:: Task material

//! Live tweak panel for the scene lights.
//!
//! The panel is a tree of folders holding sliders. A slider does not store a
//! value of its own: it is bound to one light field and reads and writes the
//! [`LightingRig`] directly, so edits show up on the next frame.

use anyhow::anyhow;

use crate::{config::Preset, lighting::LightingRig};

#[derive(Clone, Copy, Debug, PartialEq, Eq)]
pub enum Axis {
    X,
    Y,
    Z,
}

impl Axis {
    fn of<'a>(self, v: &'a mut cgmath::Vector3<f32>) -> &'a mut f32 {
        match self {
            Axis::X => &mut v.x,
            Axis::Y => &mut v.y,
            Axis::Z => &mut v.z,
        }
    }
}

/// The light field a slider edits.
#[derive(Clone, Copy, Debug, PartialEq, Eq)]
pub enum Binding {
    AmbientIntensity,
    MoonIntensity,
    MoonPosition(Axis),
    DoorIntensity,
    DoorPosition(Axis),
}

impl Binding {
    fn field<'a>(&self, rig: &'a mut LightingRig) -> &'a mut f32 {
        match self {
            Binding::AmbientIntensity => &mut rig.ambient.intensity,
            Binding::MoonIntensity => &mut rig.moon.intensity,
            Binding::MoonPosition(axis) => axis.of(&mut rig.moon.position),
            Binding::DoorIntensity => &mut rig.door.intensity,
            Binding::DoorPosition(axis) => axis.of(&mut rig.door.position),
        }
    }

    pub fn read(&self, rig: &LightingRig) -> f32 {
        match self {
            Binding::AmbientIntensity => rig.ambient.intensity,
            Binding::MoonIntensity => rig.moon.intensity,
            Binding::MoonPosition(Axis::X) => rig.moon.position.x,
            Binding::MoonPosition(Axis::Y) => rig.moon.position.y,
            Binding::MoonPosition(Axis::Z) => rig.moon.position.z,
            Binding::DoorIntensity => rig.door.intensity,
            Binding::DoorPosition(Axis::X) => rig.door.position.x,
            Binding::DoorPosition(Axis::Y) => rig.door.position.y,
            Binding::DoorPosition(Axis::Z) => rig.door.position.z,
        }
    }

    pub fn write(&self, rig: &mut LightingRig, value: f32) {
        *self.field(rig) = value;
    }
}

#[derive(Clone, Debug, PartialEq)]
pub struct Slider {
    pub label: String,
    pub binding: Binding,
    pub min: f32,
    pub max: f32,
    pub step: f32,
}

impl Slider {
    fn new(binding: Binding) -> Self {
        Self {
            label: format!("{binding:?}"),
            binding,
            min: f32::MIN,
            max: f32::MAX,
            step: 0.0,
        }
    }

    pub fn min(&mut self, min: f32) -> &mut Self {
        self.min = min;
        self
    }

    pub fn max(&mut self, max: f32) -> &mut Self {
        self.max = max;
        self
    }

    pub fn step(&mut self, step: f32) -> &mut Self {
        self.step = step;
        self
    }

    pub fn name(&mut self, label: &str) -> &mut Self {
        self.label = label.to_string();
        self
    }

    pub fn value(&self, rig: &LightingRig) -> f32 {
        self.binding.read(rig)
    }

    /// Clamps `value` into range and writes it to the bound light field.
    pub fn set(&self, rig: &mut LightingRig, value: f32) -> f32 {
        let value = value.clamp(self.min, self.max);
        self.binding.write(rig, value);
        value
    }
}

#[derive(Clone, Debug, Default, PartialEq)]
pub struct Folder {
    pub name: String,
    pub folders: Vec<Folder>,
    pub sliders: Vec<Slider>,
}

impl Folder {
    pub fn new(name: &str) -> Self {
        Self {
            name: name.to_string(),
            ..Default::default()
        }
    }

    pub fn add_folder(&mut self, name: &str) -> &mut Folder {
        self.folders.push(Folder::new(name));
        let last = self.folders.len() - 1;
        &mut self.folders[last]
    }

    pub fn add(&mut self, binding: Binding) -> &mut Slider {
        self.sliders.push(Slider::new(binding));
        let last = self.sliders.len() - 1;
        &mut self.sliders[last]
    }

    /// All sliders of this folder and its subfolders, depth-first.
    pub fn all_sliders(&self) -> Vec<&Slider> {
        let mut sliders: Vec<&Slider> = self.sliders.iter().collect();
        for folder in &self.folders {
            sliders.extend(folder.all_sliders());
        }
        sliders
    }
}

#[derive(Clone, Debug, PartialEq)]
pub struct TweakPanel {
    pub root: Folder,
}

impl TweakPanel {
    pub fn new(preset: Preset) -> Self {
        let mut root = Folder::new("Tweaks");
        let lights = root.add_folder("Lights");

        let ambient = lights.add_folder("Ambient Light");
        ambient
            .add(Binding::AmbientIntensity)
            .min(0.0)
            .max(1.0)
            .step(0.001)
            .name("Ambient Light Intensity");

        let directional = lights.add_folder("Directional Light");
        directional
            .add(Binding::MoonIntensity)
            .min(0.0)
            .max(1.0)
            .step(0.001)
            .name("Directional Light Intensity");
        for (axis, label) in [
            (Axis::X, "Directional Light X"),
            (Axis::Y, "Directional Light Y"),
            (Axis::Z, "Directional Light Z"),
        ] {
            directional
                .add(Binding::MoonPosition(axis))
                .min(-5.0)
                .max(5.0)
                .step(0.001)
                .name(label);
        }

        let range = preset.door_light_range();
        let point = lights.add_folder("Point Light");
        point
            .add(Binding::DoorIntensity)
            .min(-range)
            .max(range)
            .step(0.001)
            .name("Point Light Intensity");
        for (axis, label) in [
            (Axis::X, "Point Light X"),
            (Axis::Y, "Point Light Y"),
            (Axis::Z, "Point Light Z"),
        ] {
            point
                .add(Binding::DoorPosition(axis))
                .min(-5.0)
                .max(5.0)
                .step(0.001)
                .name(label);
        }

        Self { root }
    }

    pub fn slider(&self, label: &str) -> Option<&Slider> {
        self.root
            .all_sliders()
            .into_iter()
            .find(|slider| slider.label == label)
    }

    /// Sets the slider called `label`; returns the value actually written.
    pub fn set(&self, label: &str, rig: &mut LightingRig, value: f32) -> anyhow::Result<f32> {
        let slider = self
            .slider(label)
            .ok_or_else(|| anyhow!("no slider called {label:?}"))?;
        Ok(slider.set(rig, value))
    }

    /// Draws the panel. Returns whether any value changed.
    #[cfg(feature = "ui")]
    pub fn show(&self, ctx: &egui::Context, rig: &mut LightingRig) -> bool {
        let mut changed = false;
        egui::Window::new("Tweaks")
            .default_width(280.0)
            .show(ctx, |ui| {
                for folder in &self.root.folders {
                    changed |= show_folder(ui, folder, rig);
                }
            });
        changed
    }
}

#[cfg(feature = "ui")]
fn show_folder(ui: &mut egui::Ui, folder: &Folder, rig: &mut LightingRig) -> bool {
    let mut changed = false;
    egui::CollapsingHeader::new(folder.name.as_str())
        .default_open(true)
        .show(ui, |ui| {
            for slider in &folder.sliders {
                let mut value = slider.value(rig);
                let response = ui.add(
                    egui::Slider::new(&mut value, slider.min..=slider.max)
                        .step_by(slider.step as f64)
                        .text(slider.label.as_str()),
                );
                if response.changed() {
                    slider.set(rig, value);
                    changed = true;
                }
            }
            for sub in &folder.folders {
                changed |= show_folder(ui, sub, rig);
            }
        });
    changed
}

#[cfg(test)]
mod tests {
    use super::*;

    #[test]
    fn hierarchy_matches_the_lights() {
        let panel = TweakPanel::new(Preset::Haunted);
        let lights = &panel.root.folders[0];
        assert_eq!(lights.name, "Lights");
        let names: Vec<_> = lights.folders.iter().map(|f| f.name.as_str()).collect();
        assert_eq!(names, ["Ambient Light", "Directional Light", "Point Light"]);
        assert_eq!(panel.root.all_sliders().len(), 9);
        assert!(panel.root.all_sliders().iter().all(|s| s.step == 0.001));
    }

    #[test]
    fn door_range_follows_preset() {
        let classic = TweakPanel::new(Preset::Classic);
        let haunted = TweakPanel::new(Preset::Haunted);
        let c = classic.slider("Point Light Intensity").expect("slider");
        let h = haunted.slider("Point Light Intensity").expect("slider");
        assert_eq!((c.min, c.max), (-3.0, 3.0));
        assert_eq!((h.min, h.max), (-2.0, 2.0));
    }

    #[test]
    fn position_slider_moves_one_axis() {
        let panel = TweakPanel::new(Preset::Classic);
        let mut rig = LightingRig::new(Preset::Classic);
        panel.set("Point Light Y", &mut rig, 4.0).expect("known slider");
        assert_eq!(rig.door.position, cgmath::Vector3::new(0.0, 4.0, 2.7));
    }

    #[test]
    fn position_bindings_write_through_to_the_rig() {
        let mut rig = LightingRig::new(Preset::Haunted);
        for (i, axis) in [Axis::X, Axis::Y, Axis::Z].into_iter().enumerate() {
            let value = i as f32 + 0.5;
            Binding::MoonPosition(axis).write(&mut rig, value);
            Binding::DoorPosition(axis).write(&mut rig, -value);
            assert_eq!(Binding::MoonPosition(axis).read(&rig), value);
            assert_eq!(Binding::DoorPosition(axis).read(&rig), -value);
        }
        assert_eq!(rig.moon.position, cgmath::Vector3::new(0.5, 1.5, 2.5));
        assert_eq!(rig.door.position, cgmath::Vector3::new(-0.5, -1.5, -2.5));
    }

    #[test]
    fn unknown_label_is_an_error() {
        let panel = TweakPanel::new(Preset::Classic);
        let mut rig = LightingRig::new(Preset::Classic);
        assert!(panel.set("Ghost Speed", &mut rig, 1.0).is_err());
    }
}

::::

▸ Requirement
Would you please return every line in the listing where "MoonIntensity" shows up?

▸ Answer section
    MoonIntensity,
            Binding::MoonIntensity => &mut rig.moon.intensity,
            Binding::MoonIntensity => rig.moon.intensity,
            .add(Binding::MoonIntensity)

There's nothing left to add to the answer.